WHAT THE EXERCISE ASKS: Each line of the records that holds the word "VBufferParameters" should be copied out.

SUPPLIED DATA:
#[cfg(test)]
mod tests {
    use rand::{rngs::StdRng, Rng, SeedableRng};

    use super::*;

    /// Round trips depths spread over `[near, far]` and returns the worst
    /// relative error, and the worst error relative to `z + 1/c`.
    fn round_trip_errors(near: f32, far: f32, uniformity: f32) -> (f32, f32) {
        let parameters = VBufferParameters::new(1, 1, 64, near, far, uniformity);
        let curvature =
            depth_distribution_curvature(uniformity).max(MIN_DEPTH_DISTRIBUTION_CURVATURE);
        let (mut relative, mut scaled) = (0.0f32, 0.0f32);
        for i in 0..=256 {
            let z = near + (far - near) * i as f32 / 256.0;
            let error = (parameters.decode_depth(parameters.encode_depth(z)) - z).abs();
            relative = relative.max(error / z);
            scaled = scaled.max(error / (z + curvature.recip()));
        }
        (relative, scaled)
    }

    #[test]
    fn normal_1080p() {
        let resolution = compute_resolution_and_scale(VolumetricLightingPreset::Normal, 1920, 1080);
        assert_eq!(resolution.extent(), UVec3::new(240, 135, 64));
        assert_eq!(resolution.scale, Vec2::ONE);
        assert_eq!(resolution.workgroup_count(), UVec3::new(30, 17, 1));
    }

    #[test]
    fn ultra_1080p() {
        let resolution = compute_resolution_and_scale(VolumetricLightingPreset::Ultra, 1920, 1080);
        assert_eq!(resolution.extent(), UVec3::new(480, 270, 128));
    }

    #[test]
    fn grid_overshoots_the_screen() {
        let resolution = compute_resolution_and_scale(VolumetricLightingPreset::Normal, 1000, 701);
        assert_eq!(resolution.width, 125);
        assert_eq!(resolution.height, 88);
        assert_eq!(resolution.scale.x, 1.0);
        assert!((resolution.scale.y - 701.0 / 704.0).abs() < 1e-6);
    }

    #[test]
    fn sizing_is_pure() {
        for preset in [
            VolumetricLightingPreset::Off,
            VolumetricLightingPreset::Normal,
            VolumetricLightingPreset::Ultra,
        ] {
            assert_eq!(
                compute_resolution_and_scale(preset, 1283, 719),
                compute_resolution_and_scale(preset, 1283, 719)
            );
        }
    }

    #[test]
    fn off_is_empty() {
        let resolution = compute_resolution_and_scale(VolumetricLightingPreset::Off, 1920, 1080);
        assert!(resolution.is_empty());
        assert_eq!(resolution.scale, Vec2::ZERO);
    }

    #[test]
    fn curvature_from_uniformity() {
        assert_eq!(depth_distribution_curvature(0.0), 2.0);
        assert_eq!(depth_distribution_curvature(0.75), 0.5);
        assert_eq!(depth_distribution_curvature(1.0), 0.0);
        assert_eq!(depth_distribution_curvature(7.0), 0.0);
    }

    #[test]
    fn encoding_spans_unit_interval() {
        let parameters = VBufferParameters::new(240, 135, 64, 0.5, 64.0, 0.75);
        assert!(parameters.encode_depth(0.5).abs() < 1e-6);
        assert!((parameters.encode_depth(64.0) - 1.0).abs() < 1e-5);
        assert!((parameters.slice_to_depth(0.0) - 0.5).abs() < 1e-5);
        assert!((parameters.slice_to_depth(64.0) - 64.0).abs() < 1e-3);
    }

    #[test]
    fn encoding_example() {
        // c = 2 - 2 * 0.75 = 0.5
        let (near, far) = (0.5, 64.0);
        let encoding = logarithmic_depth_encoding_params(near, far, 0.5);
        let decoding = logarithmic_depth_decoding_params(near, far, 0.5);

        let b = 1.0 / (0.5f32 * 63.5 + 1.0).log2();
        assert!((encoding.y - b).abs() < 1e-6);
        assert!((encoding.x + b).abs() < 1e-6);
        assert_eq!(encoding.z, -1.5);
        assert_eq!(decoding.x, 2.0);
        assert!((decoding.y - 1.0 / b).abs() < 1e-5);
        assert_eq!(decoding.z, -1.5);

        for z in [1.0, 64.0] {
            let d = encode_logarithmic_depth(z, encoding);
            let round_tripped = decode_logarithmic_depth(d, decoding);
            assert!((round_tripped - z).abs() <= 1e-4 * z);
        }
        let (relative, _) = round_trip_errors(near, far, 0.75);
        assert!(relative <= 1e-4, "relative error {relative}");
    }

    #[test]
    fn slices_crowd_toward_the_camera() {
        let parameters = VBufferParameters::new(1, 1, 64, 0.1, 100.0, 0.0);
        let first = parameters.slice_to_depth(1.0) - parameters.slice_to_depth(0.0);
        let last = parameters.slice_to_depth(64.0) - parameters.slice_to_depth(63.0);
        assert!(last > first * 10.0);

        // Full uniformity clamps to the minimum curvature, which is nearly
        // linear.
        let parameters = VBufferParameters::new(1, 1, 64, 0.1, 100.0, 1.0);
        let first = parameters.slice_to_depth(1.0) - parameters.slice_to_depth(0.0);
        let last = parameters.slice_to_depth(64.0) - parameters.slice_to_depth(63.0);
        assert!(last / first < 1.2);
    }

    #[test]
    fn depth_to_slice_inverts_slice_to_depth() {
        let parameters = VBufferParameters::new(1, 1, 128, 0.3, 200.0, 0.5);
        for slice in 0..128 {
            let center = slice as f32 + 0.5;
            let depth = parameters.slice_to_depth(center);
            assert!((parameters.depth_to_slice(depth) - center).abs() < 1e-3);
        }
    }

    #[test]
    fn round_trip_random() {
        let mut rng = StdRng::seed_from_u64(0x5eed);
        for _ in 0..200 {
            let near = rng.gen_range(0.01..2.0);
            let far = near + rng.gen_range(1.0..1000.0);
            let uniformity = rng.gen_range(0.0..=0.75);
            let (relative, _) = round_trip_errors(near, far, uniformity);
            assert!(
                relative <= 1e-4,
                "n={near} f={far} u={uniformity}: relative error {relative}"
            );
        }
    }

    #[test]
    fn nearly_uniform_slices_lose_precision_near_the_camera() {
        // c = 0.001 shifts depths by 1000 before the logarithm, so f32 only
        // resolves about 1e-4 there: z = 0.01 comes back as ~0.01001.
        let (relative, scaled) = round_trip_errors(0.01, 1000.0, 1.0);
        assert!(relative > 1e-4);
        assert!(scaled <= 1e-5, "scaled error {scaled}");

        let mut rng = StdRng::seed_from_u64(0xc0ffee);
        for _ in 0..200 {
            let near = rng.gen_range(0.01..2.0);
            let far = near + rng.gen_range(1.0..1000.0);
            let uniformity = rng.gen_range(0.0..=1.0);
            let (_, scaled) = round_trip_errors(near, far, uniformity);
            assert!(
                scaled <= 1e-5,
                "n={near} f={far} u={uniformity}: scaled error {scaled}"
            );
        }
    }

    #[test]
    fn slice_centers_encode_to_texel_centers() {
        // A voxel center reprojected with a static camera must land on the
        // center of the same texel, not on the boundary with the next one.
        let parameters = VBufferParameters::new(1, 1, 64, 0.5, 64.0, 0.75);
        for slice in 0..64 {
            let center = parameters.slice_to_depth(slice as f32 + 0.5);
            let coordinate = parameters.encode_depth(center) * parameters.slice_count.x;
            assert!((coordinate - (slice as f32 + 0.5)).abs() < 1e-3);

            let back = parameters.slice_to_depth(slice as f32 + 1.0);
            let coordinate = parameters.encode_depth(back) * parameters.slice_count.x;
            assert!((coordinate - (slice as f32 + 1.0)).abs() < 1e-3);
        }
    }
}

SOLUTION:
        let parameters = VBufferParameters::new(1, 1, 64, near, far, uniformity);
        let parameters = VBufferParameters::new(240, 135, 64, 0.5, 64.0, 0.75);
        let parameters = VBufferParameters::new(1, 1, 64, 0.1, 100.0, 0.0);
        let parameters = VBufferParameters::new(1, 1, 64, 0.1, 100.0, 1.0);
        let parameters = VBufferParameters::new(1, 1, 128, 0.3, 200.0, 0.5);
        let parameters = VBufferParameters::new(1, 1, 64, 0.5, 64.0, 0.75);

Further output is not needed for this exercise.